I feel like I have that too. I worry and worry about who I have helped at my job and if I am unable to help them since I am typically the last option. My boss when we have our weekly run downs always reminds me that we need to stay focused and not to become emotionally attached. She says I lose sleep over worry over someone I just spent an hour with trying to figure out how they will make ends meet next month. It hurts me inside when I tell someone bad news. My quarterly area of improvement is literally be blunt and not try and fix people's lives after our interaction.
That's usually a self reflection... And nothing wrong with that. Know your limits and boundaries.. And take courses and educate yourself but don't play the victim whe. You do this on your own and can't stop yourself, because that becomes about you and not the other person.
this is where the carer needs to ensure that they're prioritising their own self-care. As they say, "you can't give, what you don't have". It's not selfish, it's self-care. It's a lesson I had to learn the hard way too. We may want to make someone else's life better - but we can only guide them - they must take the steps themselves. <3
If you look through the pics and read carefully... This isn't the same thing. Ur concern is irrelevant and has to do with a doctor that was over empathetic. Teachers need to be empathetic. Doctors don't...

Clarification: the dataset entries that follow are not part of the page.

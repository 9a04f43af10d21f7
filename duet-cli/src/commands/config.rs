use std::path::Path;

use anyhow::{Context, Result};
use duet_core::config::DuetConfig;
use owo_colors::OwoColorize;

pub fn init(config_path: &Path, force: bool) -> Result<()> {
    if config_path.exists() && !force {
        anyhow::bail!(
            "Config already exists at {}\n\nUse --force to overwrite it.",
            config_path.display()
        );
    }

    DuetConfig::create_default_config(config_path)?;
    println!("{} {}", "Created".green(), config_path.display());
    Ok(())
}

pub fn show(config_path: &Path) -> Result<()> {
    let config = DuetConfig::load_from(config_path)
        .with_context(|| format!("failed to load config from {}", config_path.display()))?;
    let viewer = config.viewer_zone()?;

    println!("{}", "Effective configuration".bold());
    println!("  Viewer timezone:  {}", viewer.name());
    println!("  Timezone policy:  {:?}", config.timezone_policy);
    println!("  Week start:       {:?}", config.week_start);
    println!("  Grouping:         {:?}", config.grouping);
    println!();
    println!("{}", "Layout".bold());
    println!("  Available width:  {}", config.layout.available_width);
    println!("  Pixels/minute:    {}", config.layout.pixels_per_minute);
    println!("  Min height:       {}", config.layout.min_height);
    println!("  Max columns:      {}", config.layout.max_columns);
    println!("  Overflow width:   {}", config.layout.overflow_width);
    println!("  Slot minutes:     {}", config.layout.slot_minutes);

    Ok(())
}

pub fn path(config_path: &Path) -> Result<()> {
    let state = if config_path.exists() {
        "exists".green().to_string()
    } else {
        "not created".dimmed().to_string()
    };
    println!("{} ({})", config_path.display(), state);
    Ok(())
}
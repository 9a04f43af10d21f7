//! Partition events into per-day, per-slot buckets.
//!
//! Each timed event is converted into its display zone and clipped into one
//! [`Placement`] per local date it touches. A placement lands in the slot
//! that contains its (clipped) start minute.

use std::collections::BTreeMap;

use chrono::{DateTime, Duration, NaiveDate, Utc};
use serde::Serialize;
use tracing::{debug, warn};

use crate::error::DuetResult;
use crate::event::{Owner, RejectedEvent, TimelineEvent};
use crate::overlap::Interval;
use crate::timezone::{DisplayZone, minute_of_day, start_of_day, to_zone};

pub const MINUTES_PER_DAY: u32 = 24 * 60;

/// The part of one event that falls on one local date.
#[derive(Debug, Clone, PartialEq, Serialize)]
pub struct Placement {
    pub event_id: String,
    pub title: String,
    pub owner: Owner,
    pub date: NaiveDate,
    /// Display zone name
    pub zone: String,
    /// Wall-clock minute the segment starts at
    pub start_minute: u32,
    /// Exclusive, at most [`MINUTES_PER_DAY`]
    pub end_minute: u32,
    pub start: DateTime<Utc>,
    pub end: DateTime<Utc>,
    /// The event started on an earlier date
    pub continues_before: bool,
    /// The event carries on past this date
    pub continues_after: bool,
}

impl Placement {
    pub fn slot(&self, slot_minutes: u32) -> u16 {
        (self.start_minute / slot_minutes) as u16
    }

    pub fn duration_minutes(&self) -> u32 {
        self.end_minute.saturating_sub(self.start_minute)
    }
}

impl Interval for Placement {
    fn start_key(&self) -> i64 {
        i64::from(self.start_minute)
    }

    fn end_key(&self) -> i64 {
        i64::from(self.end_minute.max(self.start_minute + 1))
    }
}

#[derive(Debug, Clone, PartialEq, Serialize)]
pub struct AllDayEntry {
    pub event_id: String,
    pub title: String,
    pub owner: Owner,
}

#[derive(Debug, Clone, Default, PartialEq, Serialize)]
pub struct DayBucket {
    /// Slot index to the placements starting in that slot
    pub slots: BTreeMap<u16, Vec<Placement>>,
    pub all_day: Vec<AllDayEntry>,
}

impl DayBucket {
    /// All placements of the day ordered by start minute, then end, then id.
    pub fn placements(&self) -> Vec<Placement> {
        let mut all: Vec<Placement> = self.slots.values().flatten().cloned().collect();
        sort_placements(&mut all);
        all
    }

    pub fn is_empty(&self) -> bool {
        self.slots.is_empty() && self.all_day.is_empty()
    }
}

#[derive(Debug, Clone, PartialEq, Serialize)]
pub struct Buckets {
    pub slot_minutes: u32,
    /// One entry per date in the requested range, even when empty
    pub days: BTreeMap<NaiveDate, DayBucket>,
    pub rejected: Vec<RejectedEvent>,
}

impl Buckets {
    pub fn day(&self, date: NaiveDate) -> Option<&DayBucket> {
        self.days.get(&date)
    }
}

/// Bucket `events` for every date in `first..=last`.
///
/// Events that fail validation or whose zone cannot be resolved are
/// reported in [`Buckets::rejected`] instead of being placed.
pub fn bucket_events(
    events: &[TimelineEvent],
    first: NaiveDate,
    last: NaiveDate,
    zones: &DisplayZone,
    slot_minutes: u32,
) -> Buckets {
    let mut days: BTreeMap<NaiveDate, DayBucket> = first
        .iter_days()
        .take_while(|d| *d <= last)
        .map(|d| (d, DayBucket::default()))
        .collect();
    let mut rejected = Vec::new();

    for event in events {
        let placed = if event.all_day {
            event.validate().map(|_| place_all_day(event, &mut days))
        } else {
            place_timed(event, zones, slot_minutes, &mut days)
        };

        if let Err(err) = placed {
            warn!(event = %event.id, error = %err, "event rejected from timeline");
            rejected.push(RejectedEvent::new(&event.id, &err));
        }
    }

    debug!(
        days = days.len(),
        events = events.len(),
        rejected = rejected.len(),
        "bucketed events"
    );

    Buckets {
        slot_minutes,
        days,
        rejected,
    }
}

fn place_all_day(event: &TimelineEvent, days: &mut BTreeMap<NaiveDate, DayBucket>) {
    let first = event.start.date_naive();
    // End date is exclusive; a zero-length all-day event still covers its start date
    let last = (event.end.date_naive() - Duration::days(1)).max(first);

    for (_, bucket) in days.range_mut(first..=last) {
        bucket.all_day.push(AllDayEntry {
            event_id: event.id.clone(),
            title: event.title.clone(),
            owner: event.owner,
        });
    }
}

fn place_timed(
    event: &TimelineEvent,
    zones: &DisplayZone,
    slot_minutes: u32,
    days: &mut BTreeMap<NaiveDate, DayBucket>,
) -> DuetResult<()> {
    event.validate()?;
    let tz = zones.zone_for(event)?;

    let first_date = to_zone(event.start, tz).date_naive();
    let last_date = if event.end > event.start {
        to_zone(event.end - Duration::nanoseconds(1), tz).date_naive()
    } else {
        first_date
    };

    let (Some(range_first), Some(range_last)) = (
        days.keys().next().copied(),
        days.keys().next_back().copied(),
    ) else {
        return Ok(());
    };

    let from = first_date.max(range_first);
    let to = last_date.min(range_last);
    if from > to {
        return Ok(());
    }

    for date in from.iter_days().take_while(|d| *d <= to) {
        let day_start = start_of_day(date, tz)?;
        let day_end = start_of_day(date + Duration::days(1), tz)?;

        let seg_start = event.start.max(day_start);
        let seg_end = event.end.min(day_end);

        // Both ends are wall-clock minutes so DST days keep one scale
        let start_minute = minute_of_day(&to_zone(seg_start, tz));
        let end_minute = if seg_end >= day_end {
            MINUTES_PER_DAY
        } else {
            minute_of_day(&to_zone(seg_end, tz)).max(start_minute)
        };

        let placement = Placement {
            event_id: event.id.clone(),
            title: event.title.clone(),
            owner: event.owner,
            date,
            zone: tz.name().to_string(),
            start_minute,
            end_minute,
            start: seg_start,
            end: seg_end,
            continues_before: event.start < day_start,
            continues_after: event.end > day_end,
        };

        let slot = placement.slot(slot_minutes);
        if let Some(bucket) = days.get_mut(&date) {
            bucket.slots.entry(slot).or_default().push(placement);
        }
    }

    Ok(())
}

pub(crate) fn sort_placements(placements: &mut [Placement]) {
    placements.sort_by(|a, b| {
        a.start_minute
            .cmp(&b.start_minute)
            .then(b.end_minute.cmp(&a.end_minute))
            .then_with(|| a.event_id.cmp(&b.event_id))
    });
}

#[cfg(test)]
mod tests {
    use super::*;
    use crate::overlap::{GroupingStrategy, group};
    use crate::timezone::{TimezonePolicy, parse_tz};
    use chrono::TimeZone;
    use chrono_tz::Tz;

    fn date(d: u32) -> NaiveDate {
        NaiveDate::from_ymd_opt(2025, 3, d).unwrap()
    }

    fn utc(d: u32, h: u32, m: u32) -> DateTime<Utc> {
        Utc.with_ymd_and_hms(2025, 3, d, h, m, 0).unwrap()
    }

    fn viewer_utc() -> DisplayZone {
        DisplayZone::new(TimezonePolicy::Viewer, Tz::UTC)
    }

    #[test]
    fn test_event_lands_in_half_hour_slot_of_its_start() {
        let events = vec![TimelineEvent::new("a", "Coffee", utc(20, 9, 45), utc(20, 10, 15))];
        let buckets = bucket_events(&events, date(20), date(20), &viewer_utc(), 30);

        let day = buckets.day(date(20)).unwrap();
        // 09:45 falls in slot 19 (09:30-10:00)
        assert_eq!(day.slots.keys().copied().collect::<Vec<_>>(), vec![19]);
        let p = &day.slots[&19][0];
        assert_eq!(p.start_minute, 9 * 60 + 45);
        assert_eq!(p.end_minute, 10 * 60 + 15);
    }

    #[test]
    fn test_event_crossing_midnight_is_split_per_day() {
        let events = vec![TimelineEvent::new("a", "Night out", utc(20, 22, 0), utc(21, 2, 0))];
        let buckets = bucket_events(&events, date(20), date(21), &viewer_utc(), 30);

        let first = buckets.day(date(20)).unwrap().placements();
        let second = buckets.day(date(21)).unwrap().placements();

        assert_eq!(first.len(), 1);
        assert_eq!(first[0].start_minute, 22 * 60);
        assert_eq!(first[0].end_minute, MINUTES_PER_DAY);
        assert!(first[0].continues_after);

        assert_eq!(second.len(), 1);
        assert_eq!(second[0].start_minute, 0);
        assert_eq!(second[0].end_minute, 120);
        assert!(second[0].continues_before);
    }

    #[test]
    fn test_viewer_zone_shifts_date() {
        // 23:30 UTC is already the next day in Tokyo
        let events = vec![TimelineEvent::new("a", "Call", utc(20, 23, 30), utc(21, 0, 0))];
        let zones = DisplayZone::new(TimezonePolicy::Viewer, parse_tz("Asia/Tokyo").unwrap());
        let buckets = bucket_events(&events, date(20), date(21), &zones, 30);

        assert!(buckets.day(date(20)).unwrap().is_empty());
        let placements = buckets.day(date(21)).unwrap().placements();
        assert_eq!(placements[0].start_minute, 8 * 60 + 30);
        assert_eq!(placements[0].zone, "Asia/Tokyo");
    }

    #[test]
    fn test_source_policy_renders_in_stamped_zone() {
        let event = TimelineEvent::new("a", "Flight", utc(20, 12, 0), utc(20, 13, 0))
            .with_source_timezone("America/New_York");
        let zones = DisplayZone::new(TimezonePolicy::Source, Tz::UTC);
        let buckets = bucket_events(&[event], date(20), date(20), &zones, 30);

        let placements = buckets.day(date(20)).unwrap().placements();
        // New York is UTC-4 after 2025-03-09
        assert_eq!(placements[0].start_minute, 8 * 60);
    }

    #[test]
    fn test_invalid_events_are_rejected_not_placed() {
        let events = vec![
            TimelineEvent::new("bad", "Backwards", utc(20, 10, 0), utc(20, 9, 0)),
            TimelineEvent::new("tz", "Lost", utc(20, 10, 0), utc(20, 11, 0))
                .with_source_timezone("Atlantis/Central"),
            TimelineEvent::new("ok", "Lunch", utc(20, 12, 0), utc(20, 13, 0)),
        ];
        let zones = DisplayZone::new(TimezonePolicy::Source, Tz::UTC);
        let buckets = bucket_events(&events, date(20), date(20), &zones, 30);

        let ids: Vec<_> = buckets.rejected.iter().map(|r| r.event_id.as_str()).collect();
        assert_eq!(ids, vec!["bad", "tz"]);
        assert_eq!(buckets.day(date(20)).unwrap().placements().len(), 1);
    }

    #[test]
    fn test_all_day_event_covers_each_date_exclusive_end() {
        let mut trip = TimelineEvent::new("trip", "Weekend away", utc(21, 0, 0), utc(23, 0, 0));
        trip.all_day = true;
        let buckets = bucket_events(&[trip], date(20), date(23), &viewer_utc(), 30);

        let covered: Vec<_> = buckets
            .days
            .iter()
            .filter(|(_, b)| !b.all_day.is_empty())
            .map(|(d, _)| *d)
            .collect();
        assert_eq!(covered, vec![date(21), date(22)]);
    }

    #[test]
    fn test_spring_forward_day_uses_wall_clock_ends() {
        let berlin = DisplayZone::new(TimezonePolicy::Viewer, parse_tz("Europe/Berlin").unwrap());
        // 01:00-04:00 and 03:30-04:30 local on the day clocks jump from 02:00 to 03:00
        let events = vec![
            TimelineEvent::new("a", "Brunch", utc(30, 0, 0), utc(30, 2, 0)),
            TimelineEvent::new("b", "Walk", utc(30, 1, 30), utc(30, 2, 30)),
        ];
        let buckets = bucket_events(&events, date(30), date(30), &berlin, 30);
        let placements = buckets.day(date(30)).unwrap().placements();

        assert_eq!((placements[0].start_minute, placements[0].end_minute), (60, 240));
        assert_eq!((placements[1].start_minute, placements[1].end_minute), (210, 270));

        let clusters = group(&placements, GroupingStrategy::Sweep);
        assert_eq!(clusters.len(), 1);
    }

    #[test]
    fn test_fall_back_day_uses_wall_clock_ends() {
        let berlin = DisplayZone::new(TimezonePolicy::Viewer, parse_tz("Europe/Berlin").unwrap());
        let day = NaiveDate::from_ymd_opt(2025, 10, 26).unwrap();
        let at = |h, m| Utc.with_ymd_and_hms(2025, 10, 26, h, m, 0).unwrap();
        // 01:00-04:00 local spans four real hours; the day runs to 24:00 on the wall
        let events = vec![
            TimelineEvent::new(
                "a",
                "Party",
                Utc.with_ymd_and_hms(2025, 10, 25, 23, 0, 0).unwrap(),
                at(3, 0),
            ),
            TimelineEvent::new("b", "Late", at(22, 0), at(23, 30)),
        ];
        let buckets = bucket_events(&events, day, day, &berlin, 30);
        let placements = buckets.day(day).unwrap().placements();

        assert_eq!((placements[0].start_minute, placements[0].end_minute), (60, 240));
        assert_eq!((placements[1].start_minute, placements[1].end_minute), (23 * 60, MINUTES_PER_DAY));
        assert!(placements[1].continues_after);
    }

    #[test]
    fn test_events_outside_range_are_ignored() {
        let events = vec![TimelineEvent::new("a", "Later", utc(25, 9, 0), utc(25, 10, 0))];
        let buckets = bucket_events(&events, date(20), date(21), &viewer_utc(), 30);
        assert!(buckets.days.values().all(DayBucket::is_empty));
        assert!(buckets.rejected.is_empty());
    }
}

I had a very unstable and terrible childhood growing up and one day I stayed home from school cause my mom gave me 2 black eyes. I think I was about in 3rd grade. Well anyways. When I went back to school one of the teacher caught me eating breakfast in the cafeteria and she leaned down and asked. "are you being hurt at home.?" Instantly I could hear my moms voice in my head telling me if I said anything i would mess it all up and my little brothers and sister would get taken away and it would be all my fault. As soon as clicked back into the conversation I burst out in tears. I don't know why I said what I said but in the midst of tears I said "I don't know." To this day I wish someone would have dug a little deeper. Maybe these methods will improve mentally struggling children feel safe and know its okay to talk about things. Teachers should really sense when things are off.

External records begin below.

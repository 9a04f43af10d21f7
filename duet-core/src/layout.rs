//! Column and vertical geometry for overlap clusters.
//!
//! Width is divided evenly between the members of a cluster, up to
//! `max_columns`. Larger clusters render the first `max_columns` members and
//! a "+N" marker in a gutter after the last column.

use serde::{Deserialize, Serialize};

use crate::bucket::{MINUTES_PER_DAY, Placement};
use crate::error::{DuetError, DuetResult};

#[derive(Debug, Clone, PartialEq, Serialize, Deserialize)]
#[serde(default)]
pub struct LayoutConfig {
    pub available_width: f32,
    pub pixels_per_minute: f32,
    pub min_height: f32,
    pub max_columns: usize,
    /// Width reserved for the "+N" marker when a cluster overflows
    pub overflow_width: f32,
    pub slot_minutes: u32,
}

impl Default for LayoutConfig {
    fn default() -> Self {
        LayoutConfig {
            available_width: 300.0,
            pixels_per_minute: 1.0,
            min_height: 20.0,
            max_columns: 3,
            overflow_width: 24.0,
            slot_minutes: 30,
        }
    }
}

impl LayoutConfig {
    pub fn validate(&self) -> DuetResult<()> {
        if !(self.available_width > 0.0) {
            return Err(DuetError::Config("available_width must be positive".into()));
        }
        if !(self.pixels_per_minute > 0.0) {
            return Err(DuetError::Config("pixels_per_minute must be positive".into()));
        }
        if self.min_height < 0.0 {
            return Err(DuetError::Config("min_height cannot be negative".into()));
        }
        if self.max_columns == 0 {
            return Err(DuetError::Config("max_columns must be at least 1".into()));
        }
        if !(self.overflow_width >= 0.0 && self.overflow_width < self.available_width) {
            return Err(DuetError::Config(
                "overflow_width must be between 0 and available_width".into(),
            ));
        }
        if self.slot_minutes == 0 || MINUTES_PER_DAY % self.slot_minutes != 0 {
            return Err(DuetError::Config(format!(
                "slot_minutes must divide {MINUTES_PER_DAY}, got {}",
                self.slot_minutes
            )));
        }
        Ok(())
    }

    /// Total height of one day column.
    pub fn day_height(&self) -> f32 {
        MINUTES_PER_DAY as f32 * self.pixels_per_minute
    }

    fn top(&self, minute: u32) -> f32 {
        minute as f32 * self.pixels_per_minute
    }

    fn height(&self, minutes: u32) -> f32 {
        (minutes as f32 * self.pixels_per_minute).max(self.min_height)
    }
}

/// Where one event is drawn inside its day column.
#[derive(Debug, Clone, PartialEq, Serialize)]
pub struct EventBox {
    pub event_id: String,
    pub title: String,
    /// Zone the minutes are wall-clock times in
    pub zone: String,
    pub start_minute: u32,
    pub end_minute: u32,
    pub column: usize,
    pub columns: usize,
    pub x: f32,
    pub y: f32,
    pub width: f32,
    pub height: f32,
    pub continues_before: bool,
    pub continues_after: bool,
}

#[derive(Debug, Clone, PartialEq, Serialize)]
pub struct OverflowMarker {
    pub hidden: usize,
    pub hidden_ids: Vec<String>,
    pub x: f32,
    pub y: f32,
    pub width: f32,
    pub height: f32,
}

impl OverflowMarker {
    pub fn label(&self) -> String {
        format!("+{}", self.hidden)
    }
}

#[derive(Debug, Clone, PartialEq, Serialize)]
pub struct ClusterLayout {
    pub boxes: Vec<EventBox>,
    pub overflow: Option<OverflowMarker>,
}

impl ClusterLayout {
    /// Number of events in the cluster, rendered or not.
    pub fn len(&self) -> usize {
        self.boxes.len() + self.overflow.as_ref().map_or(0, |o| o.hidden)
    }

    pub fn is_empty(&self) -> bool {
        self.len() == 0
    }

    pub fn start_minute(&self) -> u32 {
        self.boxes.iter().map(|b| b.start_minute).min().unwrap_or(0)
    }

    pub fn end_minute(&self) -> u32 {
        self.boxes.iter().map(|b| b.end_minute).max().unwrap_or(0)
    }
}

/// Lay out one overlap cluster. Members keep the order they are given in;
/// the first `max_columns` of them are rendered.
pub fn layout_cluster(cluster: &[&Placement], config: &LayoutConfig) -> ClusterLayout {
    let cap = config.max_columns.max(1);
    let overflowing = cluster.len() > cap;
    let columns = cluster.len().clamp(1, cap);

    let usable_width = if overflowing {
        config.available_width - config.overflow_width
    } else {
        config.available_width
    };
    let column_width = usable_width / columns as f32;

    let boxes: Vec<EventBox> = cluster
        .iter()
        .take(cap)
        .enumerate()
        .map(|(column, p)| EventBox {
            event_id: p.event_id.clone(),
            title: p.title.clone(),
            zone: p.zone.clone(),
            start_minute: p.start_minute,
            end_minute: p.end_minute,
            column,
            columns,
            x: column as f32 * column_width,
            y: config.top(p.start_minute),
            width: column_width,
            height: config.height(p.duration_minutes()),
            continues_before: p.continues_before,
            continues_after: p.continues_after,
        })
        .collect();

    let overflow = overflowing.then(|| {
        let hidden: Vec<String> = cluster[cap..].iter().map(|p| p.event_id.clone()).collect();
        OverflowMarker {
            hidden: hidden.len(),
            hidden_ids: hidden,
            x: columns as f32 * column_width,
            y: boxes.first().map_or(0.0, |b| b.y),
            width: config.overflow_width,
            height: config.min_height,
        }
    });

    ClusterLayout { boxes, overflow }
}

I'm so sorry. I hope things are better for you and you are feeling better now.
Panda Baller - been in your shoes. I am SO sorry that the adults didn't pay attention. Too often, they don't realise that the threats of even worse treatment, stops kids (especially young kids) from saying anything. The adults SHOULD have known better and DONE better. Shame on them. I hope you've found the peace you absolutely deserve. In solidarity, I stand. <3
So sorry this happened to you and that teacher didn't lead well with the question. This isn't the same though
Jesus. It's almost as if I wrote that myself. My parents were both police officers and I feared no one would believe me if I spoke up and asked for help. My sisters and I were terrified of my dad and my mom didnt protect us. We were failed by many teachers who saw marks and never asked because they themselves couldn't/wouldn't believe we were abused by a police officer. I tremble every time I get pulled over simply because i see my dad.
My thought on this is that it's great, but isn't it not quite anonymous if the students have to go up and put a post-it in front of their classmates? If your friends see you putting your post-it, maybe you'd not put it where it truly belongs? I wonder if there's a less anxiety-inducing version?
That's exactly how I feel about it too. It is truly a good initiative and I'm glad if it works. But trying to picture up such a thing done at my high school back when I was in, it would just make me avoid the whole thing.